Basic Interactive EBSD Map Data Viewer Example. In a Jupyter Notebook, we can nicely mix “programming” (typing commands) and “interactivity” (doing things with the mouse etc in a user interface).

Note: The interactive features only work when running Jupyter notebook, not in the HTML documentation.

[17]:
ebsdpatternfile = "../../../../xcdskd_reference_data/GaN_Dislocations_1/hdf5/GaN_Dislocations_1.hdf5"
[18]:
%load_ext autoreload
%autoreload 2
%matplotlib notebook
The autoreload extension is already loaded. To reload it, use:
  %reload_ext autoreload
[19]:
import matplotlib.pyplot as plt
import numpy as np

from pathlib import Path
from skimage.io import imread, imsave

from aloe.plots import plot_image
from aloe.io.patternproviders import EBSDDataManager
from aloe.io.patternproviders import H5PatternDataProviderCPRCTF as H5PatternDataProvider
from aloe.io.mapexplorer import MapExplorer

Connect the Data Sources

[20]:
hdf5_file = Path(ebsdpatternfile)
if hdf5_file.is_file():
    # file exists
    h5srv = H5PatternDataProvider(ebsdpatternfile, scan = 'Scan/', pattern_name = 'RawPatterns')
else:
    print('ERROR: file not found: ', ebsdpatternfile)
2600

The Base Map

We will select the spatial position on this map. Ideally, the signal should be from exactly the same position as the EBSP, e.g. a BSE map (or arBSE color maps) derived from the raw EBSD images themselves.

[21]:
print(h5srv.bse_total)
plot_image(h5srv.bse_total)
<HDF5 dataset "bse_map": shape (50, 52), type "<f8">

EBSD Data

The EBSDDataManager provides the common functionality for getting patterns and pattern calibration and orientation data etc from various different underlying data sources (e.g. HDF5 in different formats).

[22]:
ebsd = EBSDDataManager(h5srv)
[23]:
pattern_data = ebsd.get_pattern_data(30, 20)
print(pattern_data)
{'pattern': array([[ 7816.,  8016.,  8080., ...,  8464.,  8208.,  7992.],
       [ 7888.,  7896.,  8200., ...,  8008.,  8088.,  8184.],
       [ 7784.,  7880.,  7864., ...,  8272.,  8312.,  8088.],
       ...,
       [ 8808.,  8744.,  8928., ...,  9560.,  9576.,  8944.],
       [ 8832.,  8624.,  8720., ...,  9472.,  9488.,  9184.],
       [ 8592.,  8608.,  8800., ...,  9600.,  9160.,  9096.]], dtype=float32), 'euler_rad': array([ 0.,  0.,  0.], dtype=float32), 'xtilt_rad': 0.0, 'pc_brkr': array([ 0.5,  0.5,  1. ], dtype=float32)}
[24]:
# plot the pattern from the returned data set "pattern_data" (dictionary)
plot_image(pattern_data['pattern'])

Interactive Map Explorer

now we should be ready to start the Map Explorer…

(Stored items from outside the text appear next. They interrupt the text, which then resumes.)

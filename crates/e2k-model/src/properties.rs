// This Source Code Form is subject to the terms of the Mozilla Public
// License, v. 2.0. If a copy of the MPL was not distributed with this
// file, You can obtain one at https://mozilla.org/MPL/2.0/.

//! Materials, section properties and diaphragms

use crate::{DiaphragmType, Id, MaterialType};
use serde::{Deserialize, Serialize};
use std::collections::BTreeMap;

/// Design data concept stored in a material's property bag
#[derive(Clone, Copy, Debug, PartialEq, Eq, Hash, PartialOrd, Ord, Serialize, Deserialize)]
pub enum MaterialProperty {
    WeightPerVolume,
    MassPerVolume,
    ElasticModulus,
    PoissonRatio,
    ThermalCoefficient,
    /// Steel yield strength
    Fy,
    /// Steel ultimate strength
    Fu,
    /// Concrete compressive strength
    Fc,
    /// Masonry compressive strength
    Fm,
}

impl MaterialProperty {
    /// E2K keyword
    pub fn keyword(&self) -> &'static str {
        match self {
            MaterialProperty::WeightPerVolume => "WEIGHTPERVOLUME",
            MaterialProperty::MassPerVolume => "MASSPERVOLUME",
            MaterialProperty::ElasticModulus => "E",
            MaterialProperty::PoissonRatio => "U",
            MaterialProperty::ThermalCoefficient => "A",
            MaterialProperty::Fy => "FY",
            MaterialProperty::Fu => "FU",
            MaterialProperty::Fc => "FC",
            MaterialProperty::Fm => "FM",
        }
    }

    pub fn from_keyword(keyword: &str) -> Option<Self> {
        match keyword.to_uppercase().as_str() {
            "WEIGHTPERVOLUME" => Some(MaterialProperty::WeightPerVolume),
            "MASSPERVOLUME" => Some(MaterialProperty::MassPerVolume),
            "E" => Some(MaterialProperty::ElasticModulus),
            "U" => Some(MaterialProperty::PoissonRatio),
            "A" => Some(MaterialProperty::ThermalCoefficient),
            "FY" => Some(MaterialProperty::Fy),
            "FU" => Some(MaterialProperty::Fu),
            "FC" => Some(MaterialProperty::Fc),
            "FM" => Some(MaterialProperty::Fm),
            _ => None,
        }
    }
}

/// Structural material with a sparse design-data bag
#[derive(Clone, Debug, PartialEq, Serialize, Deserialize)]
pub struct Material {
    pub id: Id,
    pub name: String,
    pub material_type: MaterialType,
    pub grade: Option<String>,
    pub properties: BTreeMap<MaterialProperty, f64>,
}

impl Material {
    pub fn new(id: Id, name: impl Into<String>, material_type: MaterialType) -> Self {
        Self {
            id,
            name: name.into(),
            material_type,
            grade: None,
            properties: BTreeMap::new(),
        }
    }

    /// Builder-style property setter
    pub fn with(mut self, property: MaterialProperty, value: f64) -> Self {
        self.properties.insert(property, value);
        self
    }

    pub fn get(&self, property: MaterialProperty) -> Option<f64> {
        self.properties.get(&property).copied()
    }

    /// Set a property only if it is not known yet; returns whether it was stored
    pub fn augment(&mut self, property: MaterialProperty, value: f64) -> bool {
        if self.properties.contains_key(&property) {
            return false;
        }
        self.properties.insert(property, value);
        true
    }

    /// Weight per volume, falling back to the family default (kip/in³)
    pub fn weight_per_volume(&self) -> f64 {
        self.get(MaterialProperty::WeightPerVolume)
            .unwrap_or_else(|| default_weight_per_volume(&self.material_type))
    }
}

/// Self-weight density used when a material does not state one (kip/in³)
pub fn default_weight_per_volume(material_type: &MaterialType) -> f64 {
    match material_type {
        MaterialType::Steel => 2.836e-4,
        MaterialType::Concrete => 8.68e-5,
        MaterialType::Wood => 2.17e-5,
        MaterialType::Masonry => 6.94e-5,
        MaterialType::Other(_) => 0.0,
    }
}

/// Stiffness and mass multiplier of a frame section
#[derive(Clone, Copy, Debug, PartialEq, Eq, Hash)]
pub enum ModifierField {
    Area,
    ShearArea2,
    ShearArea3,
    Torsion,
    Inertia22,
    Inertia33,
    Mass,
    Weight,
}

impl ModifierField {
    pub const ALL: [ModifierField; 8] = [
        ModifierField::Area,
        ModifierField::ShearArea2,
        ModifierField::ShearArea3,
        ModifierField::Torsion,
        ModifierField::Inertia22,
        ModifierField::Inertia33,
        ModifierField::Mass,
        ModifierField::Weight,
    ];

    /// Keyword on a `FRAMESECTION` modifier line
    pub fn section_keyword(&self) -> &'static str {
        match self {
            ModifierField::Area => "AMOD",
            ModifierField::ShearArea2 => "A2MOD",
            ModifierField::ShearArea3 => "A3MOD",
            ModifierField::Torsion => "JMOD",
            ModifierField::Inertia22 => "I2MOD",
            ModifierField::Inertia33 => "I3MOD",
            ModifierField::Mass => "MMOD",
            ModifierField::Weight => "WMOD",
        }
    }

    /// Keyword on a `LINEASSIGN` row
    pub fn assign_keyword(&self) -> &'static str {
        match self {
            ModifierField::Area => "PROPMODA",
            ModifierField::ShearArea2 => "PROPMODA2",
            ModifierField::ShearArea3 => "PROPMODA3",
            ModifierField::Torsion => "PROPMODT",
            ModifierField::Inertia22 => "PROPMODI22",
            ModifierField::Inertia33 => "PROPMODI33",
            ModifierField::Mass => "PROPMODM",
            ModifierField::Weight => "PROPMODW",
        }
    }

    pub fn from_keyword(keyword: &str) -> Option<Self> {
        let upper = keyword.to_uppercase();
        ModifierField::ALL
            .into_iter()
            .find(|f| f.section_keyword() == upper || f.assign_keyword() == upper)
    }

    /// Smallest deviation from 1.0 that is written out
    pub fn epsilon(&self) -> f64 {
        match self {
            ModifierField::Mass | ModifierField::Weight => 1e-4,
            _ => 1e-6,
        }
    }
}

/// The eight section multipliers, 1.0 when unmodified
#[derive(Clone, Copy, Debug, PartialEq, Serialize, Deserialize)]
pub struct FrameModifiers {
    pub area: f64,
    pub shear_area_2: f64,
    pub shear_area_3: f64,
    pub torsion: f64,
    pub inertia_22: f64,
    pub inertia_33: f64,
    pub mass: f64,
    pub weight: f64,
}

impl Default for FrameModifiers {
    fn default() -> Self {
        Self {
            area: 1.0,
            shear_area_2: 1.0,
            shear_area_3: 1.0,
            torsion: 1.0,
            inertia_22: 1.0,
            inertia_33: 1.0,
            mass: 1.0,
            weight: 1.0,
        }
    }
}

impl FrameModifiers {
    pub fn get(&self, field: ModifierField) -> f64 {
        match field {
            ModifierField::Area => self.area,
            ModifierField::ShearArea2 => self.shear_area_2,
            ModifierField::ShearArea3 => self.shear_area_3,
            ModifierField::Torsion => self.torsion,
            ModifierField::Inertia22 => self.inertia_22,
            ModifierField::Inertia33 => self.inertia_33,
            ModifierField::Mass => self.mass,
            ModifierField::Weight => self.weight,
        }
    }

    pub fn set(&mut self, field: ModifierField, value: f64) {
        match field {
            ModifierField::Area => self.area = value,
            ModifierField::ShearArea2 => self.shear_area_2 = value,
            ModifierField::ShearArea3 => self.shear_area_3 = value,
            ModifierField::Torsion => self.torsion = value,
            ModifierField::Inertia22 => self.inertia_22 = value,
            ModifierField::Inertia33 => self.inertia_33 = value,
            ModifierField::Mass => self.mass = value,
            ModifierField::Weight => self.weight = value,
        }
    }

    /// Fields that differ from 1.0 by more than their epsilon, in keyword order
    pub fn changed(&self) -> Vec<(ModifierField, f64)> {
        ModifierField::ALL
            .into_iter()
            .map(|f| (f, self.get(f)))
            .filter(|(f, v)| (v - 1.0).abs() > f.epsilon())
            .collect()
    }

    pub fn is_default(&self) -> bool {
        self.changed().is_empty()
    }
}

/// I-section dimensions
#[derive(Clone, Copy, Debug, PartialEq, Serialize, Deserialize)]
pub struct ISectionDimensions {
    pub depth: f64,
    pub flange_width: f64,
    pub flange_thickness: f64,
    pub web_thickness: f64,
}

/// Material-specific cross-section
#[derive(Clone, Debug, PartialEq, Serialize, Deserialize)]
pub enum FrameShape {
    /// Catalog steel shape, optionally with explicit dimensions
    Steel {
        shape: String,
        dimensions: Option<ISectionDimensions>,
    },
    ConcreteRectangular {
        depth: f64,
        width: f64,
    },
    ConcreteCircular {
        diameter: f64,
    },
    ConcreteTee(ISectionDimensions),
    ConcreteL(ISectionDimensions),
}

impl FrameShape {
    pub const CONCRETE_RECTANGULAR: &'static str = "Concrete Rectangular";
    pub const CONCRETE_CIRCLE: &'static str = "Concrete Circle";
    pub const CONCRETE_TEE: &'static str = "Concrete Tee";
    pub const CONCRETE_L: &'static str = "Concrete L";

    /// Value of the `SHAPE` field
    pub fn shape_name(&self) -> &str {
        match self {
            FrameShape::Steel { shape, .. } => shape,
            FrameShape::ConcreteRectangular { .. } => Self::CONCRETE_RECTANGULAR,
            FrameShape::ConcreteCircular { .. } => Self::CONCRETE_CIRCLE,
            FrameShape::ConcreteTee(_) => Self::CONCRETE_TEE,
            FrameShape::ConcreteL(_) => Self::CONCRETE_L,
        }
    }
}

/// Frame (line element) section property
#[derive(Clone, Debug, PartialEq, Serialize, Deserialize)]
pub struct FrameProperties {
    pub id: Id,
    pub name: String,
    pub material_id: Id,
    pub shape: FrameShape,
    pub modifiers: FrameModifiers,
}

impl FrameProperties {
    pub fn new(id: Id, name: impl Into<String>, material_id: Id, shape: FrameShape) -> Self {
        Self {
            id,
            name: name.into(),
            material_id,
            shape,
            modifiers: FrameModifiers::default(),
        }
    }
}

/// Wall shell property
#[derive(Clone, Debug, PartialEq, Serialize, Deserialize)]
pub struct WallProperties {
    pub id: Id,
    pub name: String,
    pub material_id: Id,
    pub thickness: f64,
}

/// Metal deck variant
#[derive(Clone, Copy, Debug, PartialEq, Eq, Hash, Default, Serialize, Deserialize)]
pub enum DeckType {
    #[default]
    Filled,
    Unfilled,
    SolidSlab,
}

impl DeckType {
    pub fn as_e2k(&self) -> &'static str {
        match self {
            DeckType::Filled => "Filled",
            DeckType::Unfilled => "Unfilled",
            DeckType::SolidSlab => "Solid Slab",
        }
    }

    pub fn parse(s: &str) -> Option<Self> {
        match s.trim().to_uppercase().replace(' ', "").as_str() {
            "FILLED" => Some(DeckType::Filled),
            "UNFILLED" => Some(DeckType::Unfilled),
            "SOLIDSLAB" => Some(DeckType::SolidSlab),
            _ => None,
        }
    }
}

/// Deck rib geometry
#[derive(Clone, Copy, Debug, Default, PartialEq, Serialize, Deserialize)]
pub struct DeckRib {
    pub depth: f64,
    pub width_top: f64,
    pub width_bottom: f64,
    pub spacing: f64,
}

/// Shear stud geometry
#[derive(Clone, Copy, Debug, Default, PartialEq, Serialize, Deserialize)]
pub struct ShearStud {
    pub diameter: f64,
    pub height: f64,
    pub tensile_strength: f64,
}

/// Composite or bare metal deck data
#[derive(Clone, Debug, PartialEq, Serialize, Deserialize)]
pub struct DeckProperties {
    pub deck_type: DeckType,
    /// Steel deck material (the floor's `material_id` is the fill concrete)
    pub deck_material_id: Option<Id>,
    pub rib: DeckRib,
    pub shear_thickness: f64,
    pub unit_weight: f64,
    pub studs: Option<ShearStud>,
}

/// Floor sub-type
#[derive(Clone, Debug, PartialEq, Serialize, Deserialize)]
pub enum FloorKind {
    Slab,
    Deck(DeckProperties),
}

/// Floor shell property
#[derive(Clone, Debug, PartialEq, Serialize, Deserialize)]
pub struct FloorProperties {
    pub id: Id,
    pub name: String,
    pub material_id: Id,
    /// Slab thickness, or slab depth above the ribs for decks
    pub thickness: f64,
    pub kind: FloorKind,
}

/// Floor diaphragm constraint
#[derive(Clone, Debug, PartialEq, Serialize, Deserialize)]
pub struct Diaphragm {
    pub id: Id,
    pub name: String,
    pub diaphragm_type: DiaphragmType,
}

/// All property entities of a model
#[derive(Clone, Debug, Default, PartialEq, Serialize, Deserialize)]
pub struct PropertiesContainer {
    pub materials: Vec<Material>,
    pub frame_properties: Vec<FrameProperties>,
    pub wall_properties: Vec<WallProperties>,
    pub floor_properties: Vec<FloorProperties>,
    pub diaphragms: Vec<Diaphragm>,
}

Left click in map to set new reference position. Select a Map Position with the Mouse and the pattern will update.

The last Slider adjusts the number of neighbors to be averaged. Averaging will not be done while real-time updating the mouse pointer (i.e. click the position to be averaged, this will move the blue circle, which indicates the reference position for averaging).

[25]:
ebsd.pattern_preprocessing = False # set to True for removing the background (very very slow)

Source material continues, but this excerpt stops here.